Tek-Tips is the largest IT community on the Internet today!

Members share and learn making Tek-Tips Forums the best source of peer-reviewed technical information on the Internet!

  • Congratulations strongm on being selected by the Tek-Tips community for having the most helpful posts in the forums last week. Way to Go!

Odd MAX() Results 1

Status
Not open for further replies.

PCHomepage

Programmer
Feb 24, 2009
609
US
I'm running a very simple query:

Code:
SELECT MAX(MailingDate), ID
FROM newsletter

but it seems to "think" that 1009411200 is larger than 1106870400 so keeps returning the former. What I am missing here?
 
what is the MailingDate field type? and what is the collation of the underlying table and database.
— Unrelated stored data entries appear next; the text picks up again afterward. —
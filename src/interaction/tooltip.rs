use super::TooltipAnchor;

/// Floating tooltip element owned by one chart instance.
///
/// Implementations position the element at client coordinates. `remove`
/// detaches it from the surrounding document; no method is called after it.
pub trait Tooltip {
    fn show(&mut self, text: &str, anchor: TooltipAnchor);
    fn move_to(&mut self, anchor: TooltipAnchor);
    fn hide(&mut self);
    fn remove(&mut self);
}

/// In-memory tooltip for tests and headless hosts.
#[derive(Debug, Clone, Default, PartialEq)]
pub struct HeadlessTooltip {
    pub visible: bool,
    pub text: String,
    pub anchor: Option<TooltipAnchor>,
    pub removed: bool,
    pub show_count: usize,
}

impl Tooltip for HeadlessTooltip {
    fn show(&mut self, text: &str, anchor: TooltipAnchor) {
        self.visible = true;
        text.clone_into(&mut self.text);
        self.anchor = Some(anchor);
        self.show_count += 1;
    }

    fn move_to(&mut self, anchor: TooltipAnchor) {
        self.anchor = Some(anchor);
    }

    fn hide(&mut self) {
        self.visible = false;
    }

    fn remove(&mut self) {
        self.visible = false;
        self.removed = true;
    }
}

impl<T: Tooltip + ?Sized> Tooltip for Box<T> {
    fn show(&mut self, text: &str, anchor: TooltipAnchor) {
        (**self).show(text, anchor);
    }

    fn move_to(&mut self, anchor: TooltipAnchor) {
        (**self).move_to(anchor);
    }

    fn hide(&mut self) {
        (**self).hide();
    }

    fn remove(&mut self) {
        (**self).remove();
    }
}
If you want the latest mailing date for an ID, you need to reverse the fields, too of course.

Code:
SELECT
  ID,
  MAX(CAST(MailingDate AS datetime)) as LastMailing
FROM 
  newsletter
GROUP BY
  ID asc
 
I finally figured it out. It turns out that it was pulling up the proper MailingDate entry but it was getting the ID from a different entry and it was the ID I was using to fetch the entry (in PHP) for viewing. It seems overly complicated and unnecessary so was there a simpler way of getting the required result?

Code:
SELECT ID FROM newsletters 
WHERE MailingDate 
IN (SELECT MAX(MailingDate) FROM newsletters)
 
i see. you were trying to find the last ID to be mailed.

Code:
SELECT      ID
FROM        newsletters
ORDER BY    CAST(MailingDate AS DATETIME) DESC
LIMIT       1
 
MailingDate is just simply an integer and the required entry is not necessarily the highest ID in the table because the entries were added manually after-the-fact in no particular order.
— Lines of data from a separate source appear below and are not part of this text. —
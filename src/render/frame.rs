use crate::core::Viewport;
use crate::core::types::normalize_device_pixel_ratio;
use crate::error::{ChartError, ChartResult};
use crate::render::{Color, LinePrimitive, RectPrimitive, TextPrimitive, WedgePrimitive};

/// Backend-agnostic scene for one chart draw pass.
///
/// Coordinates are CSS pixels. Backends scale by `device_pixel_ratio` once
/// per pass, then paint the background followed by lines, wedges, rects and
/// texts, each list in order.
#[derive(Debug, Clone, PartialEq)]
pub struct RenderFrame {
    pub viewport: Viewport,
    pub device_pixel_ratio: f64,
    pub background: Color,
    pub lines: Vec<LinePrimitive>,
    pub wedges: Vec<WedgePrimitive>,
    pub rects: Vec<RectPrimitive>,
    pub texts: Vec<TextPrimitive>,
}

impl RenderFrame {
    #[must_use]
    pub fn new(viewport: Viewport, device_pixel_ratio: f64, background: Color) -> Self {
        Self {
            viewport,
            device_pixel_ratio: normalize_device_pixel_ratio(device_pixel_ratio),
            background,
            lines: Vec::new(),
            wedges: Vec::new(),
            rects: Vec::new(),
            texts: Vec::new(),
        }
    }

    #[must_use]
    pub fn with_line(mut self, line: LinePrimitive) -> Self {
        self.lines.push(line);
        self
    }

    #[must_use]
    pub fn with_rect(mut self, rect: RectPrimitive) -> Self {
        self.rects.push(rect);
        self
    }

    #[must_use]
    pub fn with_wedge(mut self, wedge: WedgePrimitive) -> Self {
        self.wedges.push(wedge);
        self
    }

    #[must_use]
    pub fn with_text(mut self, text: TextPrimitive) -> Self {
        self.texts.push(text);
        self
    }

    pub fn validate(&self) -> ChartResult<()> {
        if !self.viewport.is_valid() {
            return Err(ChartError::InvalidViewport {
                width: self.viewport.width,
                height: self.viewport.height,
            });
        }
        self.background.validate()?;

        for line in &self.lines {
            line.validate()?;
        }
        for wedge in &self.wedges {
            wedge.validate()?;
        }
        for rect in &self.rects {
            rect.validate()?;
        }
        for text in &self.texts {
            text.validate()?;
        }

        Ok(())
    }

    /// True when the frame paints nothing but its background.
    #[must_use]
    pub fn is_empty(&self) -> bool {
        self.lines.is_empty() && self.wedges.is_empty() && self.rects.is_empty() && self.texts.is_empty()
    }

    #[must_use]
    pub fn primitive_count(&self) -> usize {
        self.lines.len() + self.wedges.len() + self.rects.len() + self.texts.len()
    }
}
Your first code pulls up all entries without MailingDate values and your second also gives the wrong ID (same one as mine) but, as you possibly presumed that MailingDate was something special, it also gives other errors. Oddly, the ID it's fetching is the lowest one but I had tried reversing the order and it made no difference. My follow-up query above does work however.
 
the code ignores ID. it just returns the ID for the highest value of mailingdate. if there is more than one value of ID for which mailing date is the same and max, then the lower of the n IDs will be returned. you can change this behaviour by adding a second order by clause on ID desc

the first code i posted returns the last mailing date for each distinct ID. so if an ID were mailed ten times, it would return only one row for that ID (being the ID and the last date that it was mailed)
 
and if you want the last mailing date for a given id

Code:
select cast(mailingdate as datetime) 
from newsletter
where ID = ?
order by cast(mailingdate as datetime) desc
limit 1

your second post will return all the IDs which were mailshotted last. so if there were multiple sent at the same time, they will all be returned.
 
The ID is distinct and for only a single mailing so no dates are even close - most are several years apart. Your last code above, of course, requires the ID as an input but it is the ID I'm trying to fetch.
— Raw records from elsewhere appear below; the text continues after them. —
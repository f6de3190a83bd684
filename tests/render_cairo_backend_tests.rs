#![cfg(feature = "cairo-backend")]

use cairo::{Context, Format, ImageSurface};
use statchart::ChartError;
use statchart::api::{BarChartOptions, Chart, ChartEngine, PieChartOptions};
use statchart::core::{DataPoint, Series, SurfaceMetrics, Viewport};
use statchart::interaction::{HeadlessTooltip, PointerEvent};
use statchart::render::{CairoRenderer, Renderer};

fn series() -> Series {
    [("01.01.2024", 10.0), ("02.01.2024", 50.0), ("03.01.2024", 30.0)]
        .into_iter()
        .map(|(label, value)| DataPoint::new(label, value))
        .collect()
}

#[test]
fn cairo_renderer_rejects_invalid_surface_size() {
    let err = CairoRenderer::new(0, 480).expect_err("invalid width must fail");
    assert!(matches!(err, ChartError::InvalidViewport { .. }));
}

#[test]
fn bar_chart_renders_all_primitives() {
    let renderer = CairoRenderer::new(300, 150).expect("renderer");
    let mut engine = ChartEngine::create(
        renderer,
        HeadlessTooltip::default(),
        SurfaceMetrics::new(Viewport::new(300.0, 150.0), 1.0),
        Chart::bar(series(), &BarChartOptions::default()),
    )
    .expect("engine init");
    engine
        .pointer_move(PointerEvent::local(164.0, 60.0))
        .expect("hover");

    let (renderer, _) = engine.destroy();
    let stats = renderer.last_stats();
    assert_eq!(stats.lines_drawn, 5);
    assert_eq!(stats.rects_drawn, 8);
    assert_eq!(stats.texts_drawn, 9);
}

#[test]
fn backing_store_follows_device_pixel_ratio() {
    let renderer = CairoRenderer::new(1, 1).expect("renderer");
    let engine = ChartEngine::create(
        renderer,
        HeadlessTooltip::default(),
        SurfaceMetrics::new(Viewport::new(400.0, 200.0), 2.0),
        Chart::pie(series(), &PieChartOptions::default()),
    )
    .expect("engine init");

    let surface = engine.renderer().surface();
    assert_eq!((surface.width(), surface.height()), (800, 400));
    assert_eq!(engine.renderer().last_stats().wedges_drawn, 3);
}

#[test]
fn renderer_can_draw_on_external_context() {
    let renderer = CairoRenderer::new(1, 1).expect("renderer");
    let mut engine = ChartEngine::create(
        renderer,
        HeadlessTooltip::default(),
        SurfaceMetrics::new(Viewport::new(320.0, 200.0), 1.0),
        Chart::bar(series(), &BarChartOptions::default()),
    )
    .expect("engine init");

    let surface = ImageSurface::create(Format::ARgb32, 320, 200).expect("surface");
    let context = Context::new(&surface).expect("context");
    engine
        .render_on_cairo_context(&context)
        .expect("external render");
    assert_eq!(engine.renderer().last_stats().rects_drawn, 6);
}

#[test]
fn resize_backing_store_recreates_surface() {
    let mut renderer = CairoRenderer::new(10, 10).expect("renderer");
    renderer.resize_backing_store(64, 32).expect("resize");
    assert_eq!(
        (renderer.surface().width(), renderer.surface().height()),
        (64, 32)
    );
}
Although it's working now with my last posted query, what I can't figure out is how it can pull values from two separate lines in the table. This, for example, pulls the proper MailingDate value but the ID is from a different row:

Code:
SELECT ID, MAX(MailingDate) AS MailingDate
FROM newsletters
LIMIT 1

Remember, the MailingDate is simply an integer so using datetime codes has no significance.
 
Because you are using grouping functions without a group by clause.

I am still guessing at what you want to achieve by way of record set as you have not expressly said. From your last post you want to obtain a set of all ids and for each the Max value of mailing date. The assumption is that id is not the primary key here.

If so
Code:
Select id, max(maileddate)
From newsletters 
Group by id

I am assuming as well that the mailing date column is expressly set as an integer data type. Posting the results of a show columns query will help. If it is not then I suspect that casting the column to an integer will help with sorting.
Code:
Max(cast(mailingdate as unsigned integer))
 
No, I want simply the ID of the single record with the highest MailingDate value. Yes, MailingDate is an integer and it is an INT(10) field. No, I didn't use any grouping functions unless that's what MAX() is.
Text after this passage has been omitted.